Dear Freefem team
I was wondering if you could give me some guidance to build the second terms of this variation formula. The first term is pretty straight forward. however , the second term need find all the adjacent element share the same face. I know how to build the adjacent matrix in freefem. However, I may need some help to set it in the variation formula and build the right matrix. Thank you for the attention
Best regards
For equation (2) it. Is not so clean because do have directly asset to this kind of intégrale
But it is possible to bluid the adj of face, after we can the term (2)
Remark I suppose f is a face and e_i e_j is element,
I will try to make a small exemple.
yes, you are right sir, f is the face shared by two elements ei and ej
Dear sir, I was wondering if you had some examples. Thank you for you attention.

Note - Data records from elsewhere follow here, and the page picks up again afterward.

//! Scheduler feature toggles and the catalog of chip configuration sets.

use core::time::Duration;

use crate::functions::{FunctionId, FunctionMask};
use crate::slots::SLOT_COUNT;

/// Single chip or a primary/secondary cascade sharing one scheduler.
#[derive(Copy, Clone, Debug, Default, Eq, PartialEq)]
#[cfg_attr(feature = "defmt", derive(defmt::Format))]
pub enum ChipTopology {
    #[default]
    Single,
    Cascaded,
}

impl ChipTopology {
    #[must_use]
    pub const fn is_cascaded(self) -> bool {
        matches!(self, ChipTopology::Cascaded)
    }
}

/// How the interrupt loop is triggered.
#[derive(Copy, Clone, Debug, Default, Eq, PartialEq)]
#[cfg_attr(feature = "defmt", derive(defmt::Format))]
pub enum InterruptMode {
    /// Hardware interrupt line; cycles without a latched interrupt are spurious.
    #[default]
    Interrupt,
    /// Periodic poll; every pass reads the FIFO.
    Polling,
}

/// Reset line used to bring the chip back.
#[derive(Copy, Clone, Debug, Default, Eq, PartialEq)]
#[cfg_attr(feature = "defmt", derive(defmt::Format))]
pub enum ResetKind {
    #[default]
    Soft,
    Hard,
}

/// Auxiliary sensors cached alongside the FIFO.
#[derive(Copy, Clone, Debug, Default, Eq, PartialEq)]
#[cfg_attr(feature = "defmt", derive(defmt::Format))]
pub struct AuxSensorSet {
    pub accel: bool,
    pub cap: bool,
    pub temp: bool,
}

impl AuxSensorSet {
    pub const NONE: Self = Self {
        accel: false,
        cap: false,
        temp: false,
    };

    pub const ACCEL: Self = Self {
        accel: true,
        cap: false,
        temp: false,
    };
}

/// Runtime knobs for the scheduler.
#[derive(Copy, Clone, Debug, Eq, PartialEq)]
pub struct SchedulerConfig {
    /// Hardware wear detection is wired up.
    pub hard_adt: bool,
    /// Wear-on must be confirmed by accelerometer movement.
    pub soft_adt_confirm: bool,
    pub lead_detect: bool,
    /// Rewrite the slot sequence fastest first on every slot change.
    pub dynamic_slot_order: bool,
    /// Rebalance slot dividers when functions with different rates share slots.
    pub sample_rate_modify: bool,
    /// Align an independently clocked accelerometer to the reference function.
    pub nonsync_aux: bool,
    pub aux: AuxSensorSet,
    pub topology: ChipTopology,
    pub interrupt_mode: InterruptMode,
    pub reset_kind: ResetKind,
    /// Cap on interrupt loop passes per cycle.
    pub max_repeat: u8,
    /// Reinit attempts during chip-reset recovery.
    pub reset_retries: u8,
    /// Settle time after a reset during recovery.
    pub reset_settle: Duration,
    /// Settle time after a reset during a configuration switch.
    pub switch_settle: Duration,
    pub accel_rate_hz: u16,
    /// Watermark (in words) used while ADT is the only active function.
    pub adt_only_watermark: Option<u16>,
}

impl SchedulerConfig {
    pub const DEFAULT_MAX_REPEAT: u8 = 20;
    pub const DEFAULT_RESET_RETRIES: u8 = 5;

    #[must_use]
    pub const fn new() -> Self {
        Self {
            hard_adt: true,
            soft_adt_confirm: false,
            lead_detect: false,
            dynamic_slot_order: false,
            sample_rate_modify: true,
            nonsync_aux: true,
            aux: AuxSensorSet::ACCEL,
            topology: ChipTopology::Single,
            interrupt_mode: InterruptMode::Interrupt,
            reset_kind: ResetKind::Soft,
            max_repeat: Self::DEFAULT_MAX_REPEAT,
            reset_retries: Self::DEFAULT_RESET_RETRIES,
            reset_settle: Duration::from_millis(30),
            switch_settle: Duration::from_millis(15),
            accel_rate_hz: 25,
            adt_only_watermark: None,
        }
    }
}

impl Default for SchedulerConfig {
    fn default() -> Self {
        Self::new()
    }
}

/// One loadable register configuration.
#[derive(Copy, Clone, Debug, Eq, PartialEq)]
#[cfg_attr(feature = "defmt", derive(defmt::Format))]
pub struct ConfigSet {
    pub name: &'static str,
    /// Functions whose channels this configuration programs.
    pub functions: FunctionMask,
    /// FIFO watermark in 4-byte words.
    pub fifo_watermark: u16,
    /// Slot time budget per configuration slot index.
    pub slot_times: [u16; SLOT_COUNT],
    /// Programs both chips of a cascade.
    pub cascade: bool,
}

impl ConfigSet {
    pub const fn new(
        name: &'static str,
        functions: FunctionMask,
        fifo_watermark: u16,
        slot_times: [u16; SLOT_COUNT],
        cascade: bool,
    ) -> Self {
        Self {
            name,
            functions,
            fifo_watermark,
            slot_times,
            cascade,
        }
    }

    /// Returns `true` when this configuration can run on `topology`.
    #[must_use]
    pub const fn supports(&self, topology: ChipTopology) -> bool {
        match topology {
            ChipTopology::Single => true,
            ChipTopology::Cascaded => self.cascade,
        }
    }
}

const DEFAULT_SLOT_TIMES: [u16; SLOT_COUNT] = [200, 200, 200, 200, 200, 200, 200, 200];

/// Stock configuration sets, most general first.
pub const DEFAULT_CONFIG_SETS: [ConfigSet; 3] = [
    ConfigSet::new(
        "ppg",
        FunctionMask::EMPTY
            .with(FunctionId::Adt)
            .with(FunctionId::Hr)
            .with(FunctionId::Hrv)
            .with(FunctionId::Hsm)
            .with(FunctionId::Spo2)
            .with(FunctionId::Resp)
            .with(FunctionId::Af)
            .with(FunctionId::SoftAdtGreen)
            .with(FunctionId::SoftAdtIr),
        50,
        DEFAULT_SLOT_TIMES,
        true,
    ),
    ConfigSet::new(
        "ecg",
        FunctionMask::EMPTY
            .with(FunctionId::Adt)
            .with(FunctionId::Ecg)
            .with(FunctionId::LeadDet)
            .with(FunctionId::Pwtt)
            .with(FunctionId::Hr),
        100,
        DEFAULT_SLOT_TIMES,
        false,
    ),
    ConfigSet::new(
        "bench",
        FunctionMask::EMPTY
            .with(FunctionId::Adt)
            .with(FunctionId::Fpbp)
            .with(FunctionId::Pwa)
            .with(FunctionId::Bt)
            .with(FunctionId::Test1)
            .with(FunctionId::Test2)
            .with(FunctionId::Rs0)
            .with(FunctionId::Rs1)
            .with(FunctionId::Rs2),
        50,
        DEFAULT_SLOT_TIMES,
        false,
    ),
];

/// Ordered list of configuration sets the scheduler may load.
#[derive(Copy, Clone, Debug)]
pub struct ConfigCatalog<'a> {
    sets: &'a [ConfigSet],
}

impl<'a> ConfigCatalog<'a> {
    #[must_use]
    pub const fn new(sets: &'a [ConfigSet]) -> Self {
        Self { sets }
    }

    #[must_use]
    pub const fn len(&self) -> usize {
        self.sets.len()
    }

    #[must_use]
    pub const fn is_empty(&self) -> bool {
        self.sets.is_empty()
    }

    #[must_use]
    pub fn get(&self, index: usize) -> Option<&'a ConfigSet> {
        self.sets.get(index)
    }

    /// First configuration that covers `mask`, ignoring the `filter` bits,
    /// and that can run on `topology`.
    #[must_use]
    pub fn find_for(
        &self,
        mask: FunctionMask,
        filter: FunctionMask,
        topology: ChipTopology,
    ) -> Option<usize> {
        let wanted = mask.union(filter);
        self.sets.iter().position(|set| {
            set.supports(topology) && set.functions.intersection(mask).union(filter) == wanted
        })
    }
}

impl Default for ConfigCatalog<'static> {
    fn default() -> Self {
        Self::new(&DEFAULT_CONFIG_SETS)
    }
}

#[cfg(test)]
mod tests {
    use super::*;

    #[test]
    fn search_skips_sets_missing_functions() {
        let catalog = ConfigCatalog::default();
        let ecg = FunctionId::Ecg.mask() | FunctionId::Adt.mask();
        assert_eq!(
            catalog.find_for(ecg, FunctionId::Adt.mask(), ChipTopology::Single),
            Some(1)
        );
        assert_eq!(
            catalog.find_for(FunctionId::Hr.mask(), FunctionId::Adt.mask(), ChipTopology::Single),
            Some(0),
            "earlier sets win"
        );
    }

    #[test]
    fn search_honors_topology() {
        let catalog = ConfigCatalog::default();
        assert_eq!(
            catalog.find_for(
                FunctionId::Ecg.mask(),
                FunctionId::Adt.mask(),
                ChipTopology::Cascaded
            ),
            None
        );
    }

    #[test]
    fn filter_bits_do_not_have_to_be_present() {
        let sets = [ConfigSet::new(
            "no-adt",
            FunctionId::Hr.mask(),
            10,
            DEFAULT_SLOT_TIMES,
            false,
        )];
        let catalog = ConfigCatalog::new(&sets);
        assert_eq!(
            catalog.find_for(FunctionId::Hr.mask(), FunctionId::Adt.mask(), ChipTopology::Single),
            Some(0)
        );
        assert_eq!(
            catalog.find_for(FunctionId::Spo2.mask(), FunctionId::Adt.mask(), ChipTopology::Single),
            None
        );
    }

    #[test]
    fn defaults_match_documented_limits() {
        let config = SchedulerConfig::default();
        assert_eq!(config.max_repeat, 20);
        assert_eq!(config.reset_retries, 5);
        assert_eq!(config.reset_settle, Duration::from_millis(30));
    }
}
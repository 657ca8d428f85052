//! Default channel maps and rates for every function.

use super::{ChannelTag, FUNCTION_COUNT, FunctionId, VariantKind};

/// Static description of a function, used to build its [`super::Descriptor`].
#[derive(Copy, Clone, Debug, Eq, PartialEq)]
pub struct FunctionSpec {
    pub id: FunctionId,
    pub channels: &'static [ChannelTag],
    pub sample_rate_hz: u16,
    pub variant: VariantKind,
}

impl FunctionSpec {
    #[must_use]
    pub const fn new(
        id: FunctionId,
        channels: &'static [ChannelTag],
        sample_rate_hz: u16,
        variant: VariantKind,
    ) -> Self {
        Self {
            id,
            channels,
            sample_rate_hz,
            variant,
        }
    }
}

const ADT_CHANNELS: [ChannelTag; 1] = [ChannelTag::new(0, 0)];
const GREEN_CHANNELS: [ChannelTag; 1] = [ChannelTag::new(1, 0)];
const FPBP_CHANNELS: [ChannelTag; 2] = [ChannelTag::new(2, 0), ChannelTag::new(2, 1)];
const PWA_CHANNELS: [ChannelTag; 1] = [ChannelTag::new(2, 0)];
const SPO2_CHANNELS: [ChannelTag; 2] = [ChannelTag::new(3, 0), ChannelTag::new(4, 0)];
const ECG_CHANNELS: [ChannelTag; 1] = [ChannelTag::new(5, 0)];
const PWTT_CHANNELS: [ChannelTag; 2] = [ChannelTag::new(5, 0), ChannelTag::new(1, 0)];
const BT_CHANNELS: [ChannelTag; 1] = [ChannelTag::new(6, 0)];
const TEST1_CHANNELS: [ChannelTag; 1] = [ChannelTag::new(7, 0)];
const TEST2_CHANNELS: [ChannelTag; 1] = [ChannelTag::new(7, 1)];
const SOFT_ADT_IR_CHANNELS: [ChannelTag; 1] = [ChannelTag::new(4, 0)];
const RS0_CHANNELS: [ChannelTag; 1] = [ChannelTag::new(6, 1)];
const RS1_CHANNELS: [ChannelTag; 1] = [ChannelTag::new(6, 2)];
const RS2_CHANNELS: [ChannelTag; 1] = [ChannelTag::new(6, 3)];
const LEAD_CHANNELS: [ChannelTag; 1] = [ChannelTag::new(5, 1)];

/// Catalog used by [`super::FunctionRegistry::default`], in offset order.
pub const DEFAULT_FUNCTIONS: [FunctionSpec; FUNCTION_COUNT] = [
    FunctionSpec::new(FunctionId::Adt, &ADT_CHANNELS, 25, VariantKind::WearDetect),
    FunctionSpec::new(FunctionId::Hr, &GREEN_CHANNELS, 25, VariantKind::Optical),
    FunctionSpec::new(FunctionId::Hrv, &GREEN_CHANNELS, 100, VariantKind::Optical),
    FunctionSpec::new(FunctionId::Hsm, &GREEN_CHANNELS, 25, VariantKind::Optical),
    FunctionSpec::new(FunctionId::Fpbp, &FPBP_CHANNELS, 100, VariantKind::Optical),
    FunctionSpec::new(FunctionId::Pwa, &PWA_CHANNELS, 100, VariantKind::Optical),
    FunctionSpec::new(FunctionId::Spo2, &SPO2_CHANNELS, 25, VariantKind::Optical),
    FunctionSpec::new(FunctionId::Ecg, &ECG_CHANNELS, 500, VariantKind::BioPotential),
    FunctionSpec::new(FunctionId::Pwtt, &PWTT_CHANNELS, 500, VariantKind::Optical),
    FunctionSpec::new(
        FunctionId::SoftAdtGreen,
        &GREEN_CHANNELS,
        25,
        VariantKind::WearDetect,
    ),
    FunctionSpec::new(FunctionId::Bt, &BT_CHANNELS, 25, VariantKind::Passthrough),
    FunctionSpec::new(FunctionId::Resp, &GREEN_CHANNELS, 25, VariantKind::Optical),
    FunctionSpec::new(FunctionId::Af, &GREEN_CHANNELS, 25, VariantKind::Optical),
    FunctionSpec::new(FunctionId::Test1, &TEST1_CHANNELS, 25, VariantKind::Passthrough),
    FunctionSpec::new(FunctionId::Test2, &TEST2_CHANNELS, 25, VariantKind::Passthrough),
    FunctionSpec::new(
        FunctionId::SoftAdtIr,
        &SOFT_ADT_IR_CHANNELS,
        25,
        VariantKind::WearDetect,
    ),
    FunctionSpec::new(FunctionId::Rs0, &RS0_CHANNELS, 25, VariantKind::Passthrough),
    FunctionSpec::new(FunctionId::Rs1, &RS1_CHANNELS, 25, VariantKind::Passthrough),
    FunctionSpec::new(FunctionId::Rs2, &RS2_CHANNELS, 25, VariantKind::Passthrough),
    FunctionSpec::new(
        FunctionId::LeadDet,
        &LEAD_CHANNELS,
        25,
        VariantKind::BioPotential,
    ),
];

/// Finds the catalog entry for `id`.
#[must_use]
pub fn default_spec(id: FunctionId) -> Option<&'static FunctionSpec> {
    DEFAULT_FUNCTIONS.iter().find(|spec| spec.id == id)
}

#[cfg(test)]
mod tests {
    use super::*;

    #[test]
    fn catalog_is_in_offset_order() {
        for (offset, spec) in DEFAULT_FUNCTIONS.iter().enumerate() {
            assert_eq!(spec.id.offset(), offset, "{} out of order", spec.id);
        }
    }

    #[test]
    fn default_rates_are_multiples_of_base_unit() {
        for spec in &DEFAULT_FUNCTIONS {
            assert_eq!(spec.sample_rate_hz % 25, 0, "{} rate", spec.id);
            assert!(!spec.channels.is_empty(), "{} has no channels", spec.id);
        }
    }

    #[test]
    fn hr_and_hrv_share_the_green_slot() {
        let hr = default_spec(FunctionId::Hr).expect("hr entry");
        let hrv = default_spec(FunctionId::Hrv).expect("hrv entry");
        assert_eq!(hr.channels, hrv.channels);
    }
}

REmark, It formula have no real sens if the \nabla G(e_i) is not constante
because I do not understand ||\nabla G(e_i)-\nabla G(e_j)||_2^2 because the definition domain is e_i or e_j. So for me the formula (2) is wrong it is on ||\nabla G(e_i)-\nabla G(e_j)||_{f,2}^2 (integration of f). remark if G is P_1 then you have just a change in \omega_{cg} term.
And in this case no problem to compute
\sum_f ||\nabla G(e_i)-\nabla G(e_j)||_2^2 = intallface(Th)(Wcg* InternalBE/2* jump(G)^2 );
so the varf is
varf D2(G,GG) = intallface(Th)( Wcg*InternalBE* jump(G)*jump(GG ));
where Wcg is a finite element function defined of face (P0face3d fespace)
Thank you sir, the part you mentioned confused me as well. I will check you example and thank you for the guidance.